Guardian Unlimited © Guardian Newspapers Limited 2006
*****************************************************************
13 Guardian Unlimited: Bush Wants Clear Lines Set for N. Korea
From the Associated Press
[UP]
Friday July 7, 2006 7:16 PM
AP Photo ILMG101
By JENNIFER LOVEN Associated Press Writer
CHICAGO (AP) - President Bush said Friday he wants to rally
world support in confronting North Korea over its missile tests
to send an unmistakable message to the leader of the communist
regime.
``It's your choice, Kim Jong Il. You've got the choice to
make,'' Bush said.
In a rare out-of-town news conference, Bush also vowed to keep
hunting for terror leader Osama bin Laden, a search that has
been fruitless in the nearly five years since the Sept. 11
attacks.
``No ands, ifs or buts, my judgment is it's a matter of time -
unless we stop looking, and we're not going to stop looking as
long as I'm president,'' Bush said.
Bush sought to explain why he was committed to seeking U.N.

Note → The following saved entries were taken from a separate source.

//! Error types for the emergency request lifecycle.

use crate::types::{Email, ResponseStatus};
use bloodbridge_runtime::StoreError;
use thiserror::Error;

/// Coarse error category reported to callers
#[derive(Clone, Copy, Debug, PartialEq, Eq, Hash)]
pub enum ErrorKind {
    /// Missing or malformed input, or an illegal transition
    Validation,
    /// Referenced request, donor or ledger entry is absent
    NotFound,
    /// Caller lacks the required role or approval
    Unauthorized,
    /// Response arrived after the response window closed
    WindowExpired,
    /// Notification could not be delivered (never aborts an operation)
    DeliveryFailure,
}

/// Rejection of a single lifecycle operation.
///
/// A rejected operation has no side effects: nothing is written and nothing
/// is sent.
#[derive(Error, Debug, Clone, PartialEq, Eq)]
pub enum LifecycleError {
    /// Missing or malformed input, or an illegal transition
    #[error("Validation failed: {0}")]
    Validation(String),

    /// Referenced record is absent
    #[error("{0} not found")]
    NotFound(String),

    /// Caller lacks the required role or approval
    #[error("Unauthorized: {0}")]
    Unauthorized(String),

    /// Response arrived after the response window closed
    #[error("Response window expired ({elapsed_secs}s since notification, limit {window_secs}s)")]
    WindowExpired {
        /// Whole seconds since activation
        elapsed_secs: i64,
        /// Window length in seconds
        window_secs: i64,
    },

    /// Donor already holds a ledger entry for this request
    #[error("{donor} already responded to this request ({status})")]
    AlreadyResponded {
        /// Responding donor
        donor: Email,
        /// Status already on file
        status: ResponseStatus,
    },
}

impl LifecycleError {
    /// Category of this error
    #[must_use]
    pub const fn kind(&self) -> ErrorKind {
        match self {
            Self::Validation(_) | Self::AlreadyResponded { .. } => ErrorKind::Validation,
            Self::NotFound(_) => ErrorKind::NotFound,
            Self::Unauthorized(_) => ErrorKind::Unauthorized,
            Self::WindowExpired { .. } => ErrorKind::WindowExpired,
        }
    }
}

/// Errors returned by the [`crate::app::BloodBridge`] facade
#[derive(Error, Debug)]
pub enum ServiceError {
    /// The operation was rejected
    #[error(transparent)]
    Lifecycle(#[from] LifecycleError),

    /// The record store failed
    #[error("Store error: {0}")]
    Store(#[from] StoreError),

    /// A follow-up write to another table failed and the operation's own
    /// change was compensated; the operation can be retried
    #[error("{operation} rolled back: {reason}")]
    RolledBack {
        /// Operation that was undone
        operation: &'static str,
        /// Why the follow-up failed
        reason: String,
    },
}

impl ServiceError {
    /// Category of a rejection; `None` for infrastructure failures
    #[must_use]
    pub const fn kind(&self) -> Option<ErrorKind> {
        match self {
            Self::Lifecycle(e) => Some(e.kind()),
            Self::Store(_) | Self::RolledBack { .. } => None,
        }
    }
}

/// Result alias for facade operations
pub type Result<T> = std::result::Result<T, ServiceError>;

#[cfg(test)]
mod tests {
    use super::*;

    #[test]
    fn already_responded_is_a_validation_error() {
        let error = LifecycleError::AlreadyResponded {
            donor: Email::from("a@b.c"),
            status: ResponseStatus::Declined,
        };
        assert_eq!(error.kind(), ErrorKind::Validation);
        assert_eq!(error.to_string(), "a@b.c already responded to this request (Declined)");
    }

    #[test]
    fn service_error_exposes_rejection_kind() {
        let error = ServiceError::from(LifecycleError::WindowExpired {
            elapsed_secs: 901,
            window_secs: 900,
        });
        assert_eq!(error.kind(), Some(ErrorKind::WindowExpired));
    }

    #[test]
    fn rolled_back_operations_are_infrastructure_failures() {
        let error = ServiceError::RolledBack {
            operation: "donation confirmation",
            reason: "disk full".to_string(),
        };
        assert_eq!(error.kind(), None);
        assert_eq!(error.to_string(), "donation confirmation rolled back: disk full");
    }
}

Security Council support on dealing with North Korea, whereas he
launched the invasion of Iraq in 2003 after failing to obtain
the council's support.
``All diplomatic options were exhausted as far as I was
concerned'' in confronting Iraqi leader Saddam Hussein, Bush
said.
At the same time, Bush conceded that awaiting U.N. consensus,
both on dealing with North Korea and Iran, was adding to delay.

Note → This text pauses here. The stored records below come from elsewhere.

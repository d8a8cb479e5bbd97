//! Post-donation cooldown policy.

use chrono::{Days, NaiveDate};

/// Days a donor is ineligible after a confirmed donation
pub const COOLDOWN_DAYS: u64 = 90;

/// Whether a donor whose cooldown ends on `cooldown_until` may be matched on
/// `on`. The cooldown has lapsed only once `on` is strictly after it.
#[must_use]
pub fn is_eligible(cooldown_until: Option<NaiveDate>, on: NaiveDate) -> bool {
    cooldown_until.is_none_or(|until| until < on)
}

/// Last ineligible date after donating on `donated_on`.
#[must_use]
pub fn cooldown_until(donated_on: NaiveDate, days: u64) -> NaiveDate {
    donated_on
        .checked_add_days(Days::new(days))
        .unwrap_or(NaiveDate::MAX)
}
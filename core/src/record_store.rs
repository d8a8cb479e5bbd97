//! Record store abstraction: whole-table load and replace.
//!
//! The store holds one ordered sequence of JSON records per logical table.
//! It offers no per-record operations and no transactions; callers that
//! read-modify-write a table must serialize their writes (the runtime `Store`
//! does this with one write lock per table).
//!
//! # Implementations
//!
//! - `JsonFileStore` (in `bloodbridge-runtime`): one JSON array file per table
//! - `InMemoryRecordStore` (in `bloodbridge-testing`): fast, deterministic tests

use std::fmt;
use std::future::Future;
use std::pin::Pin;
use thiserror::Error;

/// A single persisted record.
pub type Record = serde_json::Value;

/// Logical tables known to the system.
#[derive(Debug, Clone, Copy, PartialEq, Eq, Hash, PartialOrd, Ord)]
pub enum Table {
    /// Registered blood donors
    Donors,
    /// Hospital staff accounts (owned by the authentication collaborator)
    Staff,
    /// Emergency blood requests and their response ledgers
    EmergencyRequests,
}

impl Table {
    /// All tables, in a stable order.
    pub const ALL: [Table; 3] = [Table::Donors, Table::Staff, Table::EmergencyRequests];

    /// Stable table name, used in logs, metrics and file names.
    #[must_use]
    pub const fn name(self) -> &'static str {
        match self {
            Table::Donors => "blood_donors",
            Table::Staff => "hospital_staff",
            Table::EmergencyRequests => "emergency_requests",
        }
    }
}

impl fmt::Display for Table {
    fn fmt(&self, f: &mut fmt::Formatter<'_>) -> fmt::Result {
        f.write_str(self.name())
    }
}

/// Errors that can occur during record store operations.
#[derive(Error, Debug)]
pub enum RecordStoreError {
    /// The backing medium could not be read or written.
    #[error("I/O error on table {table}: {message}")]
    Io {
        /// Table being accessed
        table: Table,
        /// Underlying error message
        message: String,
    },

    /// The persisted data is not a JSON array of records.
    #[error("Corrupt table {table}: {message}")]
    Corrupt {
        /// Table being accessed
        table: Table,
        /// Parse error message
        message: String,
    },
}

/// Whole-table persistence collaborator.
///
/// Uses explicit `Pin<Box<dyn Future>>` returns so the store can be shared as
/// `Arc<dyn RecordStore>` across the runtime, effects and background tasks.
pub trait RecordStore: Send + Sync {
    /// Load every record of `table`, in stored order.
    ///
    /// A table that was never saved loads as an empty sequence.
    ///
    /// # Errors
    ///
    /// Returns [`RecordStoreError`] if the table cannot be read or parsed.
    fn load(
        &self,
        table: Table,
    ) -> Pin<Box<dyn Future<Output = Result<Vec<Record>, RecordStoreError>> + Send + '_>>;

    /// Replace the entire contents of `table` with `records`.
    ///
    /// # Errors
    ///
    /// Returns [`RecordStoreError`] if the table cannot be written.
    fn save(
        &self,
        table: Table,
        records: Vec<Record>,
    ) -> Pin<Box<dyn Future<Output = Result<(), RecordStoreError>> + Send + '_>>;
}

``You know, the problem with diplomacy: It takes a while to get
something done. If you're acting alone, you can move quickly,''
Bush said.
He said he wanted to make clear to the North Korean leader
``with more than one voice'' that the world condemned the test
firing this week of seven missiles, including a long-range
missile that failed.
Bush said the United States had ``a reasonable chance'' of
shooting down the long-range missile, if it had not failed.

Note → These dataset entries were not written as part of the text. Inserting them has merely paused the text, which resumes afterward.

//! Credential model and stores.
//!
//! A [`Credential`] is either an issued value or an error, never both, and is
//! always replaced wholesale. Stores hold exactly one credential per scope,
//! written by the refresher and read by any number of API callers.

use std::sync::Arc;
use std::time::Duration;

use async_trait::async_trait;
use parking_lot::RwLock;
use serde::{Deserialize, Serialize};
use thiserror::Error;

use crate::errors;
use crate::token;

/// Error recorded in a credential store. Cheap to clone to many readers.
#[derive(Debug, Clone, PartialEq, Eq, Error, Serialize, Deserialize)]
pub enum CredentialError {
    #[error("suite ticket not yet configured")]
    TicketNotConfigured,

    #[error("credential not initialized")]
    NotInitialized,

    #[error("weixin error {code}: {message}")]
    Provider { code: i64, message: String },

    #[error("credential fetch failed: {0}")]
    Fetch(String),

    #[error("credential store error: {0}")]
    Store(String),
}

impl CredentialError {
    /// Whether a forced refresh is the expected fix.
    pub fn should_refresh_token(&self) -> bool {
        match self {
            CredentialError::Provider { code, .. } => errors::should_refresh_token(*code),
            _ => false,
        }
    }
}

impl From<&token::Error> for CredentialError {
    fn from(err: &token::Error) -> Self {
        match err {
            token::Error::Wx { code, message } => CredentialError::Provider {
                code: *code,
                message: message.clone(),
            },
            token::Error::TicketNotConfigured => CredentialError::TicketNotConfigured,
            other => CredentialError::Fetch(other.to_string()),
        }
    }
}

impl From<token::Error> for CredentialError {
    fn from(err: token::Error) -> Self {
        CredentialError::from(&err)
    }
}

/// One published refresh outcome.
#[derive(Debug, Clone, PartialEq, Eq, Serialize, Deserialize)]
pub struct Credential {
    value: String,
    error: Option<CredentialError>,
    refresh_in: Duration,
}

impl Credential {
    /// A successfully issued value, to be refreshed after `refresh_in`.
    pub fn issued(value: impl Into<String>, refresh_in: Duration) -> Self {
        Self {
            value: value.into(),
            error: None,
            refresh_in,
        }
    }

    /// A failed refresh; the value is cleared.
    pub fn failed(error: CredentialError, refresh_in: Duration) -> Self {
        Self {
            value: String::new(),
            error: Some(error),
            refresh_in,
        }
    }

    pub fn value(&self) -> &str {
        &self.value
    }

    pub fn error(&self) -> Option<&CredentialError> {
        self.error.as_ref()
    }

    pub fn refresh_in(&self) -> Duration {
        self.refresh_in
    }

    /// Collapse into what API callers consume.
    pub fn to_result(&self) -> Result<String, CredentialError> {
        match &self.error {
            Some(err) => Err(err.clone()),
            None => Ok(self.value.clone()),
        }
    }
}

/// Holder of the current credential for one scope.
///
/// Reads never block on network activity; the single writer is the refresher.
/// Alternative backends (see [`crate::credential_redis`]) share credentials
/// across processes.
#[async_trait]
pub trait CredentialStore: Send + Sync + 'static {
    /// The last published value, or the error of the last refresh.
    async fn get(&self) -> Result<String, CredentialError>;

    /// Atomically replace the stored credential.
    async fn set(&self, credential: Credential) -> Result<(), CredentialError>;
}

/// In-process store: one `Arc<Credential>` swapped under a read-write lock.
#[derive(Debug)]
pub struct MemoryCredentialStore {
    current: RwLock<Arc<Credential>>,
}

impl Default for MemoryCredentialStore {
    fn default() -> Self {
        Self::new(CredentialError::NotInitialized)
    }
}

impl MemoryCredentialStore {
    /// Create a store that reports `initial` until the first refresh publishes.
    pub fn new(initial: CredentialError) -> Self {
        Self {
            current: RwLock::new(Arc::new(Credential::failed(initial, Duration::ZERO))),
        }
    }

    /// Snapshot of the whole credential.
    pub fn load(&self) -> Arc<Credential> {
        Arc::clone(&self.current.read())
    }

    pub fn store(&self, credential: Credential) {
        let next = Arc::new(credential);
        *self.current.write() = next;
    }
}

#[async_trait]
impl CredentialStore for MemoryCredentialStore {
    async fn get(&self) -> Result<String, CredentialError> {
        self.load().to_result()
    }

    async fn set(&self, credential: Credential) -> Result<(), CredentialError> {
        self.store(credential);
        Ok(())
    }
}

But he also said, ``Our anti-ballistic systems are modest, they
are new.''
The United States has a rudimentary missile defense program in
which interceptor missiles based in Alaska and California -
linked to a network of satellites, radar, computers and command
centers - are designed to strike and destroy incoming ballistic
missiles.
The Pentagon says the system is capable of defending against a
limited number of missiles in an emergency - such as a North
Korean attack. More than $100 billion has been spent on the
program since 1983.
In a rare news conference away from the White House, Bush
departed from usual practice and fielded questions from both the
national media and the local press corps. In a setting that
underscored the White House desire to pose the president outside
Washington, the president addressed reporters in the rotunda of
Chicago's Museum of Science and Industry before a large
photograph of the city's downtown skyline.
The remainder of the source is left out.